**Exercise objective**: Write out, word for word, the first line of the data below and every line after it through the one containing "async fn dispatch(&self, _unit: &ExecutionUnit<'_>)".

-*-*-

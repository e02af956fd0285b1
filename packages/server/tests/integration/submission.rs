use std::sync::Arc;

use ::common::config::PoolConfig;
use async_trait::async_trait;
use serde_json::json;
use worker::ExecutionBackend;
use worker::error::ExecutionError;
use worker::execution::{ExecutionResult, ExecutionStatus, ExecutionUnit};
use worker::testing::{Script, ScriptedBackend, accepted, result};

use crate::common::{SUM, TestApp, routes};

/// Dispatch never completes.
struct StalledBackend;

#[async_trait]
impl ExecutionBackend for StalledBackend {
    async fn dispatch(&self, _unit: &ExecutionUnit<'_>) -> Result<String, ExecutionError> {
        std::future::pending().await
    }

    async fn fetch_status(&self, _token: &str) -> Result<ExecutionResult, ExecutionError> {
        std::future::pending().await
    }
}

mod submission_creation {
    use super::*;

    #[tokio::test]
    async fn submission_starts_pending_and_gets_a_verdict() {
        let app = TestApp::spawn().await;

        let res = app
            .post(
                routes::SUBMISSIONS,
                &json!({
                    "user_id": 1,
                    "problem_slug": SUM,
                    "code": "print(sum(map(int, input().split())))",
                    "language": "python",
                }),
            )
            .await;

        assert_eq!(res.status, 201, "{}", res.text);
        assert_eq!(res.body["message"], "Submission created");
        let id = res.body["submission_id"].as_i64().unwrap() as i32;

        let submission = app.wait_for_verdict(id).await;
        assert_eq!(submission["verdict"], "Accepted");
        assert_eq!(submission["language"], "python");
        assert_eq!(submission["user_id"], 1);
        assert_eq!(submission["judge_token"], "tok-1");
    }

    #[tokio::test]
    async fn missing_fields_are_rejected() {
        let app = TestApp::spawn().await;

        let res = app
            .post(
                routes::SUBMISSIONS,
                &json!({ "user_id": 1, "problem_slug": SUM, "language": "c" }),
            )
            .await;

        assert_eq!(res.status, 400);
        assert_eq!(res.code(), "VALIDATION_ERROR");
        assert_eq!(
            res.body["message"],
            "Problem, code, and language are required"
        );
    }

    #[tokio::test]
    async fn unsupported_language_is_rejected() {
        let app = TestApp::spawn().await;

        let res = app
            .post(
                routes::SUBMISSIONS,
                &json!({
                    "user_id": 1,
                    "problem_slug": SUM,
                    "code": "main = print 3",
                    "language": "haskell",
                }),
            )
            .await;

        assert_eq!(res.status, 400);
        assert_eq!(res.body["message"], "Unsupported language");
    }

    #[tokio::test]
    async fn unknown_problem_is_not_found() {
        let app = TestApp::spawn().await;

        let res = app
            .post(
                routes::SUBMISSIONS,
                &json!({
                    "user_id": 1,
                    "problem_slug": "nope",
                    "code": "x",
                    "language": "cpp",
                }),
            )
            .await;

        assert_eq!(res.status, 404);
        assert_eq!(res.body["message"], "Problem not found");
    }

    #[tokio::test]
    async fn malformed_body_is_a_validation_error() {
        let app = TestApp::spawn().await;

        let res = app
            .post(routes::SUBMISSIONS, &json!({ "problem_slug": SUM }))
            .await;

        assert_eq!(res.status, 400);
        assert_eq!(res.code(), "VALIDATION_ERROR");
    }

    #[tokio::test]
    async fn full_queue_is_service_unavailable() {
        let app = TestApp::spawn_with(
            Arc::new(StalledBackend),
            PoolConfig {
                concurrency: 1,
                queue_capacity: 1,
            },
        )
        .await;

        let mut statuses = Vec::new();
        for _ in 0..6 {
            let res = app
                .post(
                    routes::SUBMISSIONS,
                    &json!({
                        "user_id": 1,
                        "problem_slug": SUM,
                        "code": "while(1);",
                        "language": "c",
                    }),
                )
                .await;
            if res.status == 503 {
                assert_eq!(res.code(), "QUEUE_FULL");
            }
            statuses.push(res.status);
            tokio::time::sleep(std::time::Duration::from_millis(10)).await;
        }

        let created = statuses.iter().filter(|&&s| s == 201).count();
        assert!(created <= 3, "statuses: {statuses:?}");
        assert!(statuses.contains(&503), "statuses: {statuses:?}");

        // Refused submissions leave no record behind.
        let listed = app.get(&routes::user_submissions(1)).await;
        assert_eq!(
            listed.body["submissions"].as_array().unwrap().len(),
            created
        );
    }
}

mod verdicts {
    use super::*;

    #[tokio::test]
    async fn wrong_answer_stops_and_averages_evaluated_cases() {
        let mut wrong = result(ExecutionStatus::WRONG_ANSWER);
        wrong.status.description = Some("Wrong Answer".into());
        wrong.message = Some("expected 4".into());
        let backend = ScriptedBackend::new()
            .on_input("1 2", Script::finished(accepted(0.5, 1000)))
            .on_input("2 2", Script::finished(wrong));
        let backend = Arc::new(backend);
        let app = TestApp::spawn_with(backend.clone(), PoolConfig::default()).await;

        let id = app.submit(3, SUM, "print(3)", "python").await;
        let submission = app.wait_for_verdict(id).await;

        assert_eq!(submission["verdict"], "Wrong Answer");
        assert_eq!(submission["runtime_ms"], 250);
        assert_eq!(submission["memory_kb"], 500);
        assert_eq!(submission["error_message"], "expected 4");
        assert_eq!(backend.dispatched_inputs(), vec!["1 2", "2 2"]);
    }

    #[tokio::test]
    async fn compilation_error_carries_compiler_output() {
        let mut failed = result(ExecutionStatus::COMPILATION_ERROR);
        failed.compile_output = Some("error: expected ';' before '}'".into());
        let backend = ScriptedBackend::new().on_input("1 2", Script::finished(failed));
        let app = TestApp::spawn_with(Arc::new(backend), PoolConfig::default()).await;

        let id = app.submit(3, SUM, "int main() { return 0 }", "cpp").await;
        let submission = app.wait_for_verdict(id).await;

        assert_eq!(submission["verdict"], "Compilation Error");
        assert_eq!(submission["error_message"], "error: expected ';' before '}'");
    }

    #[tokio::test]
    async fn backend_timeout_is_runtime_error() {
        let backend = ScriptedBackend::new().on_input(
            "1 2",
            Script::polls(vec![Ok(result(ExecutionStatus::IN_QUEUE))]),
        );
        let app = TestApp::spawn_with(Arc::new(backend), PoolConfig::default()).await;

        let id = app.submit(3, SUM, "print(3)", "python").await;
        let submission = app.wait_for_verdict(id).await;

        assert_eq!(submission["verdict"], "Runtime Error");
        assert!(
            submission["error_message"]
                .as_str()
                .unwrap()
                .contains("Polling timeout")
        );
        assert!(submission["runtime_ms"].is_null());
    }

    #[tokio::test]
    async fn hidden_case_failure_is_reported() {
        let backend = ScriptedBackend::new().on_input(
            "40 2",
            Script::finished(result(ExecutionStatus::RUNTIME_ERROR_SIGSEGV)),
        );
        let app = TestApp::spawn_with(Arc::new(backend), PoolConfig::default()).await;

        let id = app.submit(3, SUM, "int main(){int*p=0;*p=1;}", "c").await;
        let submission = app.wait_for_verdict(id).await;

        assert_eq!(submission["verdict"], "Runtime Error (SIGSEGV)");
    }
}

mod listing {
    use super::*;

    #[tokio::test]
    async fn user_listing_is_newest_first() {
        let app = TestApp::spawn().await;
        let first = app.submit(5, SUM, "a", "java").await;
        let second = app.submit(5, SUM, "b", "java").await;
        app.submit(6, SUM, "c", "java").await;

        let res = app.get(&routes::user_submissions(5)).await;

        assert_eq!(res.status, 200);
        let ids: Vec<i64> = res.body["submissions"]
            .as_array()
            .unwrap()
            .iter()
            .map(|s| s["id"].as_i64().unwrap())
            .collect();
        assert_eq!(ids, vec![second as i64, first as i64]);
    }

    #[tokio::test]
    async fn limit_caps_the_listing() {
        let app = TestApp::spawn().await;
        for _ in 0..4 {
            app.submit(5, SUM, "x", "javascript").await;
        }

        let res = app
            .get(&format!("{}&limit=2", routes::user_submissions(5)))
            .await;

        assert_eq!(res.body["submissions"].as_array().unwrap().len(), 2);
    }

    #[tokio::test]
    async fn problem_listing_filters_by_problem() {
        let app = TestApp::spawn().await;
        let other = app.store.add_problem("Other", "other", "Medium").await;
        app.store.add_test_case(other.id, "x", "x", false).await;
        app.submit(5, SUM, "x", "c").await;
        app.submit(5, "other", "x", "c").await;

        let res = app.get(&routes::problem_submissions("other", 5)).await;

        let submissions = res.body["submissions"].as_array().unwrap();
        assert_eq!(submissions.len(), 1);
        assert_eq!(submissions[0]["problem_id"], other.id);

        let missing = app.get(&routes::problem_submissions("nope", 5)).await;
        assert_eq!(missing.status, 404);
    }

    #[tokio::test]
    async fn listing_requires_user_id() {
        let app = TestApp::spawn().await;

        let res = app.get(routes::SUBMISSIONS).await;

        assert_eq!(res.status, 400);
        assert_eq!(res.code(), "VALIDATION_ERROR");
    }

    #[tokio::test]
    async fn unknown_submission_is_not_found() {
        let app = TestApp::spawn().await;

        let res = app.get(&routes::submission(9999)).await;

        assert_eq!(res.status, 404);
        assert_eq!(res.body["message"], "Submission not found");
    }
}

-*-*-

**Response below**:
repository e02af956fd0285b1
filename packages/server/tests/integration/submission.rs
use std::sync::Arc;

use ::common::config::PoolConfig;
use async_trait::async_trait;
use serde_json::json;
use worker::ExecutionBackend;
use worker::error::ExecutionError;
use worker::execution::{ExecutionResult, ExecutionStatus, ExecutionUnit};
use worker::testing::{Script, ScriptedBackend, accepted, result};

use crate::common::{SUM, TestApp, routes};

/// Dispatch never completes.
struct StalledBackend;

#[async_trait]
impl ExecutionBackend for StalledBackend {
    async fn dispatch(&self, _unit: &ExecutionUnit<'_>) -> Result<String, ExecutionError> {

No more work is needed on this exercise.